それを聞いた俺から不安が消えた事は言うまでも無い。
「交渉成立だな。リアトを連れて来る」
「あ~!もうナーさんってばまた面倒事を~!」
「うっせぇ!お前ぇはさっさとアジューガ達にリアトが来た事伝えて来い!!」
「うへぇ~」
サザンは心底面倒臭そうな顔で店の外へ出て行った。
店から出た途端に、さっきまでの気怠さが嘘の様な足の速さで駆け出した。
つか、足速っ。
「へっ!何だかんだアイツも、リアトが心配だったんだろうよ。素直じゃねぇのは誰に似たんだかなぁ?」
「十中八九アンタだと思う」
思わず口に出した言葉に、ナスタ・チムの突き刺すような眼力をして反応した。
目があったら殺されそうだったから、俺は視線を大きく逸らし、“遠隔会話“でアングに呼びかけた。

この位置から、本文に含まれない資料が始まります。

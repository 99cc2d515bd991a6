//! Message framing
//!
//! Every message is a u32 message type followed by its body. Integers and
//! floats are big-endian, strings are a u32 byte length plus UTF-8, arrays
//! an i32 count plus elements. Each value is preceded by its `ArgType`
//! code, so a decoder never has to consult a signature.

use procdb_core::{ArgType, Color, Constraint, ObjectId, ParamSpec, ProcDef, ProcedureKind, Status, Value};
use tokio::io::{AsyncRead, AsyncReadExt, AsyncWrite, AsyncWriteExt};

/// Protocol version exchanged in `Config`
pub const PROTOCOL_VERSION: u32 = 1;

/// Longest string the decoder accepts (bytes)
pub const MAX_STRING_LEN: u32 = 16 * 1024 * 1024;

/// Longest array the decoder accepts (elements)
pub const MAX_ARRAY_LEN: i32 = 16 * 1024 * 1024;

mod msg {
    pub const QUIT: u32 = 0;
    pub const CONFIG: u32 = 1;
    pub const PROC_RUN: u32 = 2;
    pub const PROC_RETURN: u32 = 3;
    pub const PROC_INSTALL: u32 = 4;
    pub const PROC_UNINSTALL: u32 = 5;
    pub const READY: u32 = 6;
}

/// Errors raised while reading or writing messages
#[derive(Debug, thiserror::Error)]
pub enum WireError {
    #[error("I/O error: {0}")]
    Io(#[from] std::io::Error),

    #[error("unknown message type {0}")]
    UnknownMessage(u32),

    #[error("unknown type tag {0}")]
    UnknownTag(u32),

    #[error("unknown status code {0}")]
    UnknownStatus(i32),

    #[error("unknown procedure kind {0}")]
    UnknownKind(u32),

    #[error("string is not valid UTF-8")]
    InvalidUtf8,

    #[error("{what} length {len} exceeds limit")]
    TooLarge { what: &'static str, len: i64 },

    #[error("malformed message: {0}")]
    Malformed(String),

    #[error("protocol version mismatch: expected {expected}, got {got}")]
    VersionMismatch { expected: u32, got: u32 },

    #[error("connection closed")]
    Closed,
}

/// One protocol message
#[derive(Debug, Clone, PartialEq)]
pub enum Message {
    /// Host → plug-in, first message of the handshake
    Config { protocol_version: u32 },
    /// Plug-in → host, announces a procedure
    ProcInstall(ProcDef),
    /// Plug-in → host, removes a temporary procedure
    ProcUninstall { name: String },
    /// Plug-in → host, end of the handshake
    Ready,
    /// Either direction: run a procedure
    ProcRun { name: String, args: Vec<Value> },
    /// Either direction: outcome of the innermost pending `ProcRun`
    ProcReturn {
        name: String,
        status: Status,
        message: Option<String>,
        values: Vec<Value>,
    },
    /// Host → plug-in, exit cleanly
    Quit,
}

impl Message {
    pub fn kind_name(&self) -> &'static str {
        match self {
            Message::Config { .. } => "Config",
            Message::ProcInstall(_) => "ProcInstall",
            Message::ProcUninstall { .. } => "ProcUninstall",
            Message::Ready => "Ready",
            Message::ProcRun { .. } => "ProcRun",
            Message::ProcReturn { .. } => "ProcReturn",
            Message::Quit => "Quit",
        }
    }
}

// ========== Encoding ==========

/// Serialize a message into a byte buffer
pub fn encode(message: &Message) -> Vec<u8> {
    let mut buf = Vec::with_capacity(64);
    match message {
        Message::Quit => put_u32(&mut buf, msg::QUIT),
        Message::Config { protocol_version } => {
            put_u32(&mut buf, msg::CONFIG);
            put_u32(&mut buf, *protocol_version);
        }
        Message::ProcRun { name, args } => {
            put_u32(&mut buf, msg::PROC_RUN);
            put_str(&mut buf, name);
            put_values(&mut buf, args);
        }
        Message::ProcReturn { name, status, message, values } => {
            put_u32(&mut buf, msg::PROC_RETURN);
            put_str(&mut buf, name);
            put_i32(&mut buf, status.code());
            put_str(&mut buf, message.as_deref().unwrap_or(""));
            put_values(&mut buf, values);
        }
        Message::ProcInstall(def) => {
            put_u32(&mut buf, msg::PROC_INSTALL);
            put_procdef(&mut buf, def);
        }
        Message::ProcUninstall { name } => {
            put_u32(&mut buf, msg::PROC_UNINSTALL);
            put_str(&mut buf, name);
        }
        Message::Ready => put_u32(&mut buf, msg::READY),
    }
    buf
}

/// Encode and write one message, flushing the writer
pub async fn write_message<W>(writer: &mut W, message: &Message) -> Result<(), WireError>
where
    W: AsyncWrite + Unpin + ?Sized,
{
    let buf = encode(message);
    writer.write_all(&buf).await?;
    writer.flush().await?;
    Ok(())
}

fn put_u32(buf: &mut Vec<u8>, n: u32) {
    buf.extend_from_slice(&n.to_be_bytes());
}

fn put_i32(buf: &mut Vec<u8>, n: i32) {
    buf.extend_from_slice(&n.to_be_bytes());
}

fn put_f64(buf: &mut Vec<u8>, x: f64) {
    buf.extend_from_slice(&x.to_be_bytes());
}

fn put_str(buf: &mut Vec<u8>, s: &str) {
    put_u32(buf, s.len() as u32);
    buf.extend_from_slice(s.as_bytes());
}

fn put_count(buf: &mut Vec<u8>, n: usize) {
    put_i32(buf, n as i32);
}

fn put_values(buf: &mut Vec<u8>, values: &[Value]) {
    put_count(buf, values.len());
    for v in values {
        put_value(buf, v);
    }
}

fn put_value(buf: &mut Vec<u8>, value: &Value) {
    put_u32(buf, value.arg_type().code());
    match value {
        Value::Int32(n) => put_i32(buf, *n),
        Value::Float(x) => put_f64(buf, *x),
        Value::String(s) => put_str(buf, s),
        Value::StringArray(items) => {
            put_count(buf, items.len());
            items.iter().for_each(|s| put_str(buf, s));
        }
        Value::Int32Array(items) => {
            put_count(buf, items.len());
            items.iter().for_each(|n| put_i32(buf, *n));
        }
        Value::FloatArray(items) => {
            put_count(buf, items.len());
            items.iter().for_each(|x| put_f64(buf, *x));
        }
        Value::Int8Array(bytes) => {
            put_count(buf, bytes.len());
            buf.extend_from_slice(bytes);
        }
        Value::Color(c) => c.components().iter().for_each(|x| put_f64(buf, *x)),
        Value::Object(o) => put_i32(buf, o.id),
    }
}

fn put_procdef(buf: &mut Vec<u8>, def: &ProcDef) {
    put_str(buf, &def.name);
    put_u32(buf, def.kind.code());
    put_str(buf, &def.blurb);
    put_str(buf, &def.help);
    put_str(buf, &def.author);
    put_str(buf, &def.copyright);
    put_str(buf, &def.date);
    put_str(buf, def.menu_path.as_deref().unwrap_or(""));
    for specs in [&def.params, &def.returns] {
        put_count(buf, specs.len());
        for spec in specs.iter() {
            put_param(buf, spec);
        }
    }
}

fn put_param(buf: &mut Vec<u8>, spec: &ParamSpec) {
    put_str(buf, &spec.name);
    put_u32(buf, spec.arg_type.code());
    put_str(buf, &spec.description);
    match &spec.constraint {
        None => put_u32(buf, 0),
        Some(Constraint::Int { min, max }) => {
            put_u32(buf, 1);
            put_i32(buf, *min);
            put_i32(buf, *max);
        }
        Some(Constraint::Float { min, max }) => {
            put_u32(buf, 2);
            put_f64(buf, *min);
            put_f64(buf, *max);
        }
        Some(Constraint::Length { min, max }) => {
            put_u32(buf, 3);
            put_u32(buf, *min as u32);
            put_u32(buf, *max as u32);
        }
        Some(Constraint::NoneOk) => put_u32(buf, 4),
    }
    put_str(buf, spec.sized_by.as_deref().unwrap_or(""));
    match &spec.default {
        None => put_u32(buf, 0),
        Some(v) => {
            put_u32(buf, 1);
            put_value(buf, v);
        }
    }
}

// ========== Decoding ==========

/// Read one message; `Ok(None)` on a clean EOF before the first byte
pub async fn read_message<R>(reader: &mut R) -> Result<Option<Message>, WireError>
where
    R: AsyncRead + Unpin + ?Sized,
{
    let mut head = [0u8; 4];
    let mut filled = 0;
    while filled < head.len() {
        let n = reader.read(&mut head[filled..]).await?;
        if n == 0 {
            if filled == 0 {
                return Ok(None);
            }
            return Err(WireError::Closed);
        }
        filled += n;
    }

    let message = match u32::from_be_bytes(head) {
        msg::QUIT => Message::Quit,
        msg::CONFIG => Message::Config { protocol_version: get_u32(reader).await? },
        msg::PROC_RUN => {
            let name = get_str(reader).await?;
            let args = get_values(reader).await?;
            Message::ProcRun { name, args }
        }
        msg::PROC_RETURN => {
            let name = get_str(reader).await?;
            let code = get_i32(reader).await?;
            let status = Status::from_code(code).ok_or(WireError::UnknownStatus(code))?;
            let message = get_str(reader).await?;
            let values = get_values(reader).await?;
            Message::ProcReturn {
                name,
                status,
                message: if message.is_empty() { None } else { Some(message) },
                values,
            }
        }
        msg::PROC_INSTALL => Message::ProcInstall(get_procdef(reader).await?),
        msg::PROC_UNINSTALL => Message::ProcUninstall { name: get_str(reader).await? },
        msg::READY => Message::Ready,
        other => return Err(WireError::UnknownMessage(other)),
    };
    Ok(Some(message))
}

/// Map an EOF in the middle of a message to `Closed`
fn io_err(e: std::io::Error) -> WireError {
    if e.kind() == std::io::ErrorKind::UnexpectedEof {
        WireError::Closed
    } else {
        WireError::Io(e)
    }
}

async fn get_u32<R: AsyncRead + Unpin + ?Sized>(r: &mut R) -> Result<u32, WireError> {
    r.read_u32().await.map_err(io_err)
}

async fn get_i32<R: AsyncRead + Unpin + ?Sized>(r: &mut R) -> Result<i32, WireError> {
    r.read_i32().await.map_err(io_err)
}

async fn get_f64<R: AsyncRead + Unpin + ?Sized>(r: &mut R) -> Result<f64, WireError> {
    r.read_f64().await.map_err(io_err)
}

async fn get_str<R: AsyncRead + Unpin + ?Sized>(r: &mut R) -> Result<String, WireError> {
    let len = get_u32(r).await?;
    if len > MAX_STRING_LEN {
        return Err(WireError::TooLarge { what: "string", len: len as i64 });
    }
    let mut bytes = vec![0u8; len as usize];
    r.read_exact(&mut bytes).await.map_err(io_err)?;
    String::from_utf8(bytes).map_err(|_| WireError::InvalidUtf8)
}

async fn get_count<R: AsyncRead + Unpin + ?Sized>(r: &mut R, what: &'static str) -> Result<usize, WireError> {
    let n = get_i32(r).await?;
    if n < 0 {
        return Err(WireError::Malformed(format!("negative {} count {}", what, n)));
    }
    if n > MAX_ARRAY_LEN {
        return Err(WireError::TooLarge { what, len: n as i64 });
    }
    Ok(n as usize)
}

async fn get_values<R: AsyncRead + Unpin + ?Sized>(r: &mut R) -> Result<Vec<Value>, WireError> {
    let count = get_count(r, "value").await?;
    let mut values = Vec::with_capacity(count.min(64));
    for _ in 0..count {
        values.push(get_value(r).await?);
    }
    Ok(values)
}

async fn get_tag<R: AsyncRead + Unpin + ?Sized>(r: &mut R) -> Result<ArgType, WireError> {
    let code = get_u32(r).await?;
    ArgType::from_code(code).ok_or(WireError::UnknownTag(code))
}

async fn get_value<R: AsyncRead + Unpin + ?Sized>(r: &mut R) -> Result<Value, WireError> {
    let tag = get_tag(r).await?;
    let value = match tag {
        ArgType::Int32 => Value::Int32(get_i32(r).await?),
        ArgType::Float => Value::Float(get_f64(r).await?),
        ArgType::String => Value::String(get_str(r).await?),
        ArgType::StringArray => {
            let n = get_count(r, "array").await?;
            let mut items = Vec::with_capacity(n.min(1024));
            for _ in 0..n {
                items.push(get_str(r).await?);
            }
            Value::StringArray(items)
        }
        ArgType::Int32Array => {
            let n = get_count(r, "array").await?;
            let mut items = Vec::with_capacity(n.min(1024));
            for _ in 0..n {
                items.push(get_i32(r).await?);
            }
            Value::Int32Array(items)
        }
        ArgType::FloatArray => {
            let n = get_count(r, "array").await?;
            let mut items = Vec::with_capacity(n.min(1024));
            for _ in 0..n {
                items.push(get_f64(r).await?);
            }
            Value::FloatArray(items)
        }
        ArgType::Int8Array => {
            let n = get_count(r, "array").await?;
            let mut bytes = vec![0u8; n];
            r.read_exact(&mut bytes).await.map_err(io_err)?;
            Value::Int8Array(bytes)
        }
        ArgType::Color => {
            let mut c = [0.0; 4];
            for slot in c.iter_mut() {
                *slot = get_f64(r).await?;
            }
            Value::Color(Color::rgba(c[0], c[1], c[2], c[3]))
        }
        object => {
            let id = get_i32(r).await?;
            match object.object_kind() {
                Some(kind) => Value::Object(ObjectId::new(kind, id)),
                None => return Err(WireError::UnknownTag(object.code())),
            }
        }
    };
    Ok(value)
}

async fn get_procdef<R: AsyncRead + Unpin + ?Sized>(r: &mut R) -> Result<ProcDef, WireError> {
    let name = get_str(r).await?;
    let code = get_u32(r).await?;
    let kind = ProcedureKind::from_code(code).ok_or(WireError::UnknownKind(code))?;
    let mut def = ProcDef::new(name, kind);
    def.blurb = get_str(r).await?;
    def.help = get_str(r).await?;
    def.author = get_str(r).await?;
    def.copyright = get_str(r).await?;
    def.date = get_str(r).await?;
    let menu = get_str(r).await?;
    def.menu_path = if menu.is_empty() { None } else { Some(menu) };

    let n = get_count(r, "param").await?;
    for _ in 0..n {
        def.params.push(get_param(r).await?);
    }
    let n = get_count(r, "return").await?;
    for _ in 0..n {
        def.returns.push(get_param(r).await?);
    }
    Ok(def)
}

async fn get_param<R: AsyncRead + Unpin + ?Sized>(r: &mut R) -> Result<ParamSpec, WireError> {
    let name = get_str(r).await?;
    let tag = get_tag(r).await?;
    let description = get_str(r).await?;
    let mut spec = ParamSpec::new(name, tag, description);
    spec.constraint = match get_u32(r).await? {
        0 => None,
        1 => Some(Constraint::Int { min: get_i32(r).await?, max: get_i32(r).await? }),
        2 => Some(Constraint::Float { min: get_f64(r).await?, max: get_f64(r).await? }),
        3 => Some(Constraint::Length {
            min: get_u32(r).await? as usize,
            max: get_u32(r).await? as usize,
        }),
        4 => Some(Constraint::NoneOk),
        other => return Err(WireError::Malformed(format!("unknown constraint kind {}", other))),
    };
    let sized_by = get_str(r).await?;
    spec.sized_by = if sized_by.is_empty() { None } else { Some(sized_by) };
    spec.default = match get_u32(r).await? {
        0 => None,
        _ => Some(get_value(r).await?),
    };
    Ok(spec)
}
//! Embedded JSON Schema for report configuration documents.

use std::sync::OnceLock;

use jsonschema::Draft;
use serde_json::Value;

use crate::errors::ConfigError;

/// Embedded schema for report_config_v1.
///
/// NOTE: Use CARGO_MANIFEST_DIR to avoid fragile relative paths from src/.
const REPORT_CONFIG_V1_SCHEMA_JSON: &str = include_str!(concat!(
    env!("CARGO_MANIFEST_DIR"),
    "/../../schemas/report_config_v1.schema.json"
));

static VALIDATOR: OnceLock<jsonschema::Validator> = OnceLock::new();
static VALIDATOR_RESULT: OnceLock<Result<jsonschema::Validator, String>> = OnceLock::new();

fn compiled_validator() -> Result<&'static jsonschema::Validator, String> {
    let init = VALIDATOR_RESULT
        .get_or_init(|| {
            let schema: Value = serde_json::from_str(REPORT_CONFIG_V1_SCHEMA_JSON)
                .map_err(|e| format!("failed to parse embedded report_config_v1 schema: {e}"))?;

            // Our schema strategy is Draft 2020-12.
            jsonschema::options()
                .with_draft(Draft::Draft202012)
                .build(&schema)
                .map_err(|e| format!("failed to compile report_config_v1 schema: {e}"))
        })
        .as_ref()
        .map_err(|e| e.clone())?;

    Ok(VALIDATOR.get_or_init(|| init.clone()))
}

/// Validate a report config document against report_config_v1.
///
/// Collects a bounded list of violations into one structured error; unknown
/// `axis_y` selector keys are deliberately NOT schema-enforced, they get a
/// more precise [`ConfigError::UnknownSelectorKey`] during conversion.
pub fn validate_report_config(config_name: &str, instance: &Value) -> Result<(), ConfigError> {
    let validator = compiled_validator().map_err(|e| ConfigError::Schema {
        config: config_name.to_string(),
        details: e,
    })?;

    if validator.is_valid(instance) {
        return Ok(());
    }

    const MAX_ERRORS: usize = 10;
    let lines: Vec<String> = validator
        .iter_errors(instance)
        .take(MAX_ERRORS)
        .enumerate()
        .map(|(i, e)| format!("{:02}: {} (at {})", i + 1, e, e.instance_path()))
        .collect();

    Err(ConfigError::Schema {
        config: config_name.to_string(),
        details: lines.join("\n"),
    })
}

「アング。聞こえるか? 話が付いたから、今からリアトを連れてコッチに―――」
しかし、言葉尻を食う様にしてアングの強張った声が俺の発言を遮った。
≪マスター、緊急事態です…!≫
「!」
俺は店の窓から外を見た。
いつの間にか、外には甲冑に身を包んだ兵士の軍勢が剣を携えて整列していた。
そしてその軍勢の先頭に立って下卑た笑みを浮かべる小太りの貴族の姿。
「これより重罪人リアト・ヴァル・リザードの捜索を行う! 匿う者は同罪と見做し、この場で斬首刑に処すと心得よ!」
小太りの貴族はその手に書状の様な物を掲げていた。
「アイツは?」
「この国の貴族派閥の筆頭でもあるローベリア公爵だ。水面下で他国の闇商人とも金のやり取りしてるって黒い噂が絶えない下衆野郎だ」
「下衆野郎ね。確かにあの笑顔は下衆の極みだな」
こうも全面的に悪人臭を漂わせられる者も珍しい。
貴族は書状を工房街にいる者達に見せつける様に掲げている。
恐らくは捜査令状だろうけど……
―――どうも匂うな。偽物なんじゃないか、アレ…?
金に物を言わす輩ならよく出来た偽の令状も簡単に作れそうなもんだ。
とは言え、リアトが此処で捕まってしまえば裁判も待たずにこの場で斬首されそうだ。
殺してしまえば後から文句を言われようが、時既に遅し。
多少の事なら金で黙らせるだろうし、国王にだって、リアトが捕縛する際に襲い掛かって来たから正当防衛で殺したと、でも言ってしまえば証明しようがないから信じるしかなくなる。
「さて。面倒になったな、これは……」
俺は舌なめずりして、これから起きる一騒動を前に身構えた。